Ну, как уже вчера сказала, на этой неделе судов по Болотному делу, наверное, не будет. Изолятор решил дать Барабанову возможность подлечиться и отдохнуть: глаз его действительно не слишком хорош. Андрею колют под веко уколы и капают капли. Сейчас глаз не очень болит, но плохо видит: на расстоянии более метра все расплывается. Почти уверен, что потеряет зрение на этот глаз. Руководитель учреждения уверяет, что, по словам врача, все может восстановиться. Как рассказывает Андрей, он ударился вечером об угол полки над столом, угол попал по открытому глазу. Я вот только не вполне поняла: ведь это произошло достаточно давно? А сразу ему начали оказывать помощь, или только после нашего вмешательства? Я забыла спросить. Если кто знает — скажите. В пятницу Андрея вывозили в больницу и сделали необходимые назначения.

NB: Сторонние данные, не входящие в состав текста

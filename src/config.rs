//! Configuration management
//!
//! This module handles loading and managing configuration from:
//! - Command-line arguments
//! - Environment variables
//! - Configuration files (TOML)
//! - Defaults

use crate::error::{Error, Result};
use serde::{Deserialize, Serialize};
use std::path::{Path, PathBuf};
use std::time::Duration;

/// Aptos mainnet REST endpoint
pub const DEFAULT_RPC_URL: &str = "https://api.mainnet.aptoslabs.com/v1";

/// Top-level configuration
#[derive(Debug, Clone, Serialize, Deserialize, Default)]
pub struct Config {
    #[serde(default)]
    pub node: NodeConfig,

    #[serde(default)]
    pub cache: CacheConfig,

    #[serde(default)]
    pub logging: LoggingConfig,
}

/// Aptos node REST API configuration
#[derive(Debug, Clone, Serialize, Deserialize)]
pub struct NodeConfig {
    /// Base URL of the REST API (including the `/v1` prefix)
    #[serde(default = "default_rpc_url")]
    pub rpc_url: String,

    /// Per-request timeout in seconds
    #[serde(default = "default_timeout_secs")]
    pub timeout_secs: u64,
}

/// Cache configuration
#[derive(Debug, Clone, Serialize, Deserialize)]
pub struct CacheConfig {
    /// Enable caching
    #[serde(default)]
    pub enabled: bool,

    /// Cache directory
    pub directory: Option<PathBuf>,

    /// Cache TTL in seconds
    #[serde(default = "default_cache_ttl_secs")]
    pub ttl_secs: u64,
}

/// Logging configuration
#[derive(Debug, Clone, Serialize, Deserialize)]
pub struct LoggingConfig {
    /// Log level (debug, info, warn, error)
    #[serde(default = "default_log_level")]
    pub level: String,
}

// Default value functions

fn default_rpc_url() -> String {
    DEFAULT_RPC_URL.to_string()
}

fn default_timeout_secs() -> u64 {
    30
}

fn default_cache_ttl_secs() -> u64 {
    24 * 60 * 60
}

fn default_log_level() -> String {
    "warn".to_string()
}

// Default implementations

impl Default for NodeConfig {
    fn default() -> Self {
        Self {
            rpc_url: default_rpc_url(),
            timeout_secs: default_timeout_secs(),
        }
    }
}

impl Default for CacheConfig {
    fn default() -> Self {
        Self {
            enabled: false,
            directory: None,
            ttl_secs: default_cache_ttl_secs(),
        }
    }
}

impl Default for LoggingConfig {
    fn default() -> Self {
        Self {
            level: default_log_level(),
        }
    }
}

impl Config {
    /// Load configuration from file
    pub fn from_file(path: impl Into<PathBuf>) -> Result<Self> {
        let path = path.into();
        let contents = std::fs::read_to_string(&path)
            .map_err(|e| Error::Config(format!("Failed to read config file {:?}: {}", path, e)))?;

        let config: Config = toml::from_str(&contents)
            .map_err(|e| Error::Config(format!("Failed to parse config file {:?}: {}", path, e)))?;

        Ok(config)
    }

    /// Load configuration from default locations
    ///
    /// Searches in order:
    /// 1. ./aptos-flow.toml
    /// 2. ~/.aptos-flow/config.toml
    /// 3. /etc/aptos-flow/config.toml
    pub fn load() -> Result<Self> {
        let mut paths = vec![PathBuf::from("aptos-flow.toml")];
        if let Some(home) = dirs::home_dir() {
            paths.push(home.join(".aptos-flow").join("config.toml"));
        }
        paths.push(PathBuf::from("/etc/aptos-flow/config.toml"));

        for path in paths {
            if path.exists() {
                return Self::from_file(path);
            }
        }

        Ok(Config::default())
    }

    /// Apply command-line overrides on top of the file configuration
    pub fn with_overrides(mut self, rpc_url: Option<String>, cache: bool) -> Self {
        if let Some(url) = rpc_url {
            self.node.rpc_url = url;
        }
        if cache {
            self.cache.enabled = true;
        }
        self
    }

    pub fn request_timeout(&self) -> Duration {
        Duration::from_secs(self.node.timeout_secs)
    }

    pub fn cache_ttl(&self) -> Duration {
        Duration::from_secs(self.cache.ttl_secs)
    }

    /// Get cache directory with fallback to default
    ///
    /// A leading `~` is expanded to the home directory.
    pub fn cache_directory(&self) -> PathBuf {
        match &self.cache.directory {
            Some(dir) => expand_home(dir),
            None => dirs::cache_dir()
                .map(|c| c.join("aptos-flow"))
                .unwrap_or_else(|| PathBuf::from("/tmp/aptos-flow-cache")),
        }
    }
}

fn expand_home(path: &Path) -> PathBuf {
    match (path.strip_prefix("~"), dirs::home_dir()) {
        (Ok(rest), Some(home)) => home.join(rest),
        _ => path.to_path_buf(),
    }
}

#[cfg(test)]
mod tests {
    use super::*;

    #[test]
    fn test_default_config() {
        let config = Config::default();
        assert_eq!(config.node.rpc_url, DEFAULT_RPC_URL);
        assert_eq!(config.node.timeout_secs, 30);
        assert!(!config.cache.enabled);
        assert_eq!(config.logging.level, "warn");
    }

    #[test]
    fn test_parse_toml_config() {
        let toml = r#"
[node]
rpc_url = "https://api.testnet.aptoslabs.com/v1"

[cache]
enabled = true
directory = "/tmp/flow-cache"

[logging]
level = "debug"
        "#;

        let config: Config = toml::from_str(toml).unwrap();
        assert_eq!(config.node.rpc_url, "https://api.testnet.aptoslabs.com/v1");
        assert_eq!(config.node.timeout_secs, 30);
        assert!(config.cache.enabled);
        assert_eq!(config.cache_directory(), PathBuf::from("/tmp/flow-cache"));
        assert_eq!(config.logging.level, "debug");
    }

    #[test]
    fn test_overrides() {
        let config = Config::default().with_overrides(Some("http://localhost:8080/v1".into()), true);
        assert_eq!(config.node.rpc_url, "http://localhost:8080/v1");
        assert!(config.cache.enabled);

        let config = Config::default().with_overrides(None, false);
        assert_eq!(config.node.rpc_url, DEFAULT_RPC_URL);
        assert!(!config.cache.enabled);
    }

    #[test]
    fn test_cache_directory_expands_home() {
        let config: Config = toml::from_str(
            r#"
[cache]
directory = "~/.cache/aptos-flow"
"#,
        )
        .unwrap();

        let home = dirs::home_dir().unwrap();
        assert_eq!(config.cache_directory(), home.join(".cache/aptos-flow"));
    }

    #[test]
    fn test_from_file_missing() {
        let err = Config::from_file("/nonexistent/aptos-flow.toml").unwrap_err();
        assert!(matches!(err, Error::Config(_)));
    }
}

Спасибо, впрочем,  руководству изолятора за то, что Андрей эту неделю отдохнет (по медицинским показаниям не сможет участвовать в процессе). Надеюсь, отдохнут от этого марафона и другие участники процесса, коль скоро процесс не может идти без одного из подсудимых. Сейчас адвокат заявит в процессе ходатайство об отложении дела на неделю. И Зое спасибо Световой спасибо как человеку, который сделал это возможным, а также всем, кто участвовал в координации помощи Барабанову.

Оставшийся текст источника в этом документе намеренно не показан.